- THE PROBLEM: Starting with the line that contains "recv_results: Mutex::new(results.into()), ..Self::default()" and stopping after the line that contains "self.sent.lock().unwrap().len()", return each line below exactly as written, with no others.

[Saved data entries]
------------------------------------------------------------
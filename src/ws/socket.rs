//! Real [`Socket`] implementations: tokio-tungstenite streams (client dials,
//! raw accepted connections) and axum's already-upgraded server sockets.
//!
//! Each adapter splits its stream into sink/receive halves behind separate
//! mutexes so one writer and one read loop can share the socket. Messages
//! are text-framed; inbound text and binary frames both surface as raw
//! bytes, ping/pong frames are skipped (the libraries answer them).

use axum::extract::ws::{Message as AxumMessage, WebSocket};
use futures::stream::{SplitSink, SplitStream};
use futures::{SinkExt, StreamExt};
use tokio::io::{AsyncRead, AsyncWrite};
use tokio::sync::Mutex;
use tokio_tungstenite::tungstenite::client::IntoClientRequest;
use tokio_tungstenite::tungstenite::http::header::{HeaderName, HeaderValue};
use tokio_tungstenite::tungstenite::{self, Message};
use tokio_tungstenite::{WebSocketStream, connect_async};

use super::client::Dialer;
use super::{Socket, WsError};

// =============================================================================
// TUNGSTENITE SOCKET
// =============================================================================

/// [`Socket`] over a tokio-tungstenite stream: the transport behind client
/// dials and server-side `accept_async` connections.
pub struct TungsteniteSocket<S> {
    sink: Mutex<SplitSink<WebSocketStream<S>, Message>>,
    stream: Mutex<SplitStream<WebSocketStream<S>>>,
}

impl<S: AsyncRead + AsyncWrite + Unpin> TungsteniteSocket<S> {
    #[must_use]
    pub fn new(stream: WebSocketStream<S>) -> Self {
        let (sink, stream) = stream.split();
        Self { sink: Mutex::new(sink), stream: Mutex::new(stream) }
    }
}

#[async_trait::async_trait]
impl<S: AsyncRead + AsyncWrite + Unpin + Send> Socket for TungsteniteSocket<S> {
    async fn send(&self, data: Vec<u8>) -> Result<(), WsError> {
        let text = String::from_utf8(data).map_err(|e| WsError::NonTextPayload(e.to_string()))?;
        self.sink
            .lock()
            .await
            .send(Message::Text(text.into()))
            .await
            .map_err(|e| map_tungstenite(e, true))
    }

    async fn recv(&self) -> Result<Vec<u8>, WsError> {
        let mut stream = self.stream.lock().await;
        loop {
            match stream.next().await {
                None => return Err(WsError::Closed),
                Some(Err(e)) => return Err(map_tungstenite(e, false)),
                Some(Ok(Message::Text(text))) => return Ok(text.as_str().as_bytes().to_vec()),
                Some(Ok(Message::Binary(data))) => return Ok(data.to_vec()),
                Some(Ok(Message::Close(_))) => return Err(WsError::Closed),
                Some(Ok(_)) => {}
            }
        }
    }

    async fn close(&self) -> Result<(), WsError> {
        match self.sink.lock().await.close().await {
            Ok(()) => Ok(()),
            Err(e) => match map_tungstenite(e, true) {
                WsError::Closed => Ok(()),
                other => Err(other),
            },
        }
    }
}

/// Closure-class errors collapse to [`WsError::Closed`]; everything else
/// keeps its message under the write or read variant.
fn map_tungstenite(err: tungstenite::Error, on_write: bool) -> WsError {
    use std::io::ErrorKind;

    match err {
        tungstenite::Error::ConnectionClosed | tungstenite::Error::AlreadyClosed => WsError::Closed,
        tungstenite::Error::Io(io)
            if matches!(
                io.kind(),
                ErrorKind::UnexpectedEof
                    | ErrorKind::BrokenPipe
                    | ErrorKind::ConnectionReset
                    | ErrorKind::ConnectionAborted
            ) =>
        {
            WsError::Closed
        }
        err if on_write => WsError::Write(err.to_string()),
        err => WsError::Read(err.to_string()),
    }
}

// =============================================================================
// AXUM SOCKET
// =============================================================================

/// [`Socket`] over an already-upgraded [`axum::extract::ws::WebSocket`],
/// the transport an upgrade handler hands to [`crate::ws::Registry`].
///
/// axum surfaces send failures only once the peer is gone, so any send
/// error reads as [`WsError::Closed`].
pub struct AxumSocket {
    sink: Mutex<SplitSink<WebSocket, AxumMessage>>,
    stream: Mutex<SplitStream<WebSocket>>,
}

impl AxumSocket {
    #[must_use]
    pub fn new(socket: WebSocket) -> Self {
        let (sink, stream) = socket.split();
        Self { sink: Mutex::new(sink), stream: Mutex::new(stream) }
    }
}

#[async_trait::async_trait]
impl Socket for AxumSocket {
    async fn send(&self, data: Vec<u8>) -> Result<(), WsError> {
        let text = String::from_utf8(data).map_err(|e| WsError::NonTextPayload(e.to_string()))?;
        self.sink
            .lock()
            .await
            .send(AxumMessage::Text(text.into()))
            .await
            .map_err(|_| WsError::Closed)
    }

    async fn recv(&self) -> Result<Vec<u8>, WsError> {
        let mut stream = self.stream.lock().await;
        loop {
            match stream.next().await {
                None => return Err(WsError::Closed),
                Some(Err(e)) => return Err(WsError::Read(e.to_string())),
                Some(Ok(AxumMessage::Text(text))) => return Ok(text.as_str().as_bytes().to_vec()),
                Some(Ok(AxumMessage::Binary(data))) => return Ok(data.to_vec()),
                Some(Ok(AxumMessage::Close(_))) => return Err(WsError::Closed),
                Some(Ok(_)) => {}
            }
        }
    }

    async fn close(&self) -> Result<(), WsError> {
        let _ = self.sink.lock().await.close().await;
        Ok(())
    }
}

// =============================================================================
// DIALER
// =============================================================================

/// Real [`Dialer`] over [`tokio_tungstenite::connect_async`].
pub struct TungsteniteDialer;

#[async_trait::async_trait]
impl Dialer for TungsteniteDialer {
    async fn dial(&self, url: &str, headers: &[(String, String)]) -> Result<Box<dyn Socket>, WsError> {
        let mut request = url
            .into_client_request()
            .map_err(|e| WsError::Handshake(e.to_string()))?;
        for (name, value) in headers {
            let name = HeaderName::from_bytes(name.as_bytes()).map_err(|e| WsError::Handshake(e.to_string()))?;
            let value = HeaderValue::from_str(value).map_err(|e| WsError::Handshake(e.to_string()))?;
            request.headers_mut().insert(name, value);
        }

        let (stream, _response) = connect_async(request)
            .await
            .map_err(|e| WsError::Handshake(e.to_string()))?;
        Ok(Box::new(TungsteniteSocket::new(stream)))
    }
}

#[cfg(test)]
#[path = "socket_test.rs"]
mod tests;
------------------------------------------------------------
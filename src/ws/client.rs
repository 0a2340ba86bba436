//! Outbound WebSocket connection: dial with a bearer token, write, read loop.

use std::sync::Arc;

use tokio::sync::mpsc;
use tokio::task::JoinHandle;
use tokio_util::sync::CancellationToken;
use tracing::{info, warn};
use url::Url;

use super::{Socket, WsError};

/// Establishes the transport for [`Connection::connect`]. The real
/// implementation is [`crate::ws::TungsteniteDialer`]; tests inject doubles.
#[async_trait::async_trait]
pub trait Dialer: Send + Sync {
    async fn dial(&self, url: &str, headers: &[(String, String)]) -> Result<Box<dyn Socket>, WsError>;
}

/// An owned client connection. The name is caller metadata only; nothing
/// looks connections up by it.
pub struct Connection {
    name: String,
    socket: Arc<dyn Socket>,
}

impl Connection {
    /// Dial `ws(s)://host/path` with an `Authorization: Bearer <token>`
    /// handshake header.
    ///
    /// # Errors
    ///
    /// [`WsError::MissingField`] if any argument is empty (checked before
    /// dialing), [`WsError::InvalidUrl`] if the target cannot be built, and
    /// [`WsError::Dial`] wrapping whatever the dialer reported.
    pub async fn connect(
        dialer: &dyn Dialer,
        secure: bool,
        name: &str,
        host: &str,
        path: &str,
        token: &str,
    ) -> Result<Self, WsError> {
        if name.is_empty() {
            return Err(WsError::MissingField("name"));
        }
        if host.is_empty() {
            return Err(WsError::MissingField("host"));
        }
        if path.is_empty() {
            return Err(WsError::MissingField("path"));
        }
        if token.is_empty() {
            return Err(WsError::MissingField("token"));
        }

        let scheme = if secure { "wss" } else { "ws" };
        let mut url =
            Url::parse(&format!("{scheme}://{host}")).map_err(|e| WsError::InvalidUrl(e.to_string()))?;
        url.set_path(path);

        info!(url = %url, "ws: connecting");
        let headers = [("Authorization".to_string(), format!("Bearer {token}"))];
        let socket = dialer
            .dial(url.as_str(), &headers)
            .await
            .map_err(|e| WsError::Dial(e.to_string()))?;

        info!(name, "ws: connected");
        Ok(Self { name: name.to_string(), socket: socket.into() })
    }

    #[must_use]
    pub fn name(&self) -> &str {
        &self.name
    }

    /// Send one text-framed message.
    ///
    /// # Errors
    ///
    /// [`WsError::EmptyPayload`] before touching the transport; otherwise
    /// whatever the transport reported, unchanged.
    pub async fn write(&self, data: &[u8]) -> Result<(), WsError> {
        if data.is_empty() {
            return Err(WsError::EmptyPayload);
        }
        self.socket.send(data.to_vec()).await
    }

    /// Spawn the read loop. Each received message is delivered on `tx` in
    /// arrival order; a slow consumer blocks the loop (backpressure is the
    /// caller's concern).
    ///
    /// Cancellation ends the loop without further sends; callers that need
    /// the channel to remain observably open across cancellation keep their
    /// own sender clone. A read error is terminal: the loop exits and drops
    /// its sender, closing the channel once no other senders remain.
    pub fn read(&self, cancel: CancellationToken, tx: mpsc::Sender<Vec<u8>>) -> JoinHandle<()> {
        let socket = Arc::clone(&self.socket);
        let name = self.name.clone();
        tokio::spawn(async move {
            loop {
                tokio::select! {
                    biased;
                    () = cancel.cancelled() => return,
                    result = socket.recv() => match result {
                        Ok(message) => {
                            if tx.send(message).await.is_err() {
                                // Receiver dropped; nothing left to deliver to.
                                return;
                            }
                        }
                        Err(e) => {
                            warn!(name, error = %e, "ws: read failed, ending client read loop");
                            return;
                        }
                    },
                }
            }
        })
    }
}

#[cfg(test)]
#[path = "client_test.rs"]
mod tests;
------------------------------------------------------------
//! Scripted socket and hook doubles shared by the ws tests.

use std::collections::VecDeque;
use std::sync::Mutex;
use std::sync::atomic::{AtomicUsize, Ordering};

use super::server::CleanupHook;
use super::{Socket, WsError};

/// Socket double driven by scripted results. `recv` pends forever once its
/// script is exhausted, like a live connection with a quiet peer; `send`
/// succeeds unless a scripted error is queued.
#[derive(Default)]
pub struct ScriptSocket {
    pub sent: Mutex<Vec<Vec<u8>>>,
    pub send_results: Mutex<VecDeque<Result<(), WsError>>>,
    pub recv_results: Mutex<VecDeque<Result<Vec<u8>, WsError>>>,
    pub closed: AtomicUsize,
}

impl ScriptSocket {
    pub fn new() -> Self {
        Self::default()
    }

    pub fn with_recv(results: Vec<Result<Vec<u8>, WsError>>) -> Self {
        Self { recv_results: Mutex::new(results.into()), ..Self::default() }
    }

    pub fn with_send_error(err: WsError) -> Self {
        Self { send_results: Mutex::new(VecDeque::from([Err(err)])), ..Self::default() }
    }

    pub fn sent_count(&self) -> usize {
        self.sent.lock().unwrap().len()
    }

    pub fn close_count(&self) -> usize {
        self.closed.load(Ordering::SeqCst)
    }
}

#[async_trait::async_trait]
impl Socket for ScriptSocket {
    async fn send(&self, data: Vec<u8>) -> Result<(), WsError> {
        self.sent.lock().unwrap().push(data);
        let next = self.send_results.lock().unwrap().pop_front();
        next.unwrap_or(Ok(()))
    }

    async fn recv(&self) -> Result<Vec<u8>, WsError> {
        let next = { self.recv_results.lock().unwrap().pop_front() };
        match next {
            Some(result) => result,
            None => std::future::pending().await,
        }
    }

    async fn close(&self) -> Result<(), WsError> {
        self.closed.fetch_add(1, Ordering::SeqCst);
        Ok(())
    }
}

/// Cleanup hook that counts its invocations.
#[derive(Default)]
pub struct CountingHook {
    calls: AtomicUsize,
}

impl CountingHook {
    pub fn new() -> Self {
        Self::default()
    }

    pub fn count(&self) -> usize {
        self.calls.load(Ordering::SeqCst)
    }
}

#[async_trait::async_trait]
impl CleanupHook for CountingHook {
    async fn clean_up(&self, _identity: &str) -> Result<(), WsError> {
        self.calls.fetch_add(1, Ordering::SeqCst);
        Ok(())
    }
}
------------------------------------------------------------
- ANSWER TO THIS TASK:
        Self { recv_results: Mutex::new(results.into()), ..Self::default() }
    }

    pub fn with_send_error(err: WsError) -> Self {
        Self { send_results: Mutex::new(VecDeque::from([Err(err)])), ..Self::default() }
    }

    pub fn sent_count(&self) -> usize {
        self.sent.lock().unwrap().len()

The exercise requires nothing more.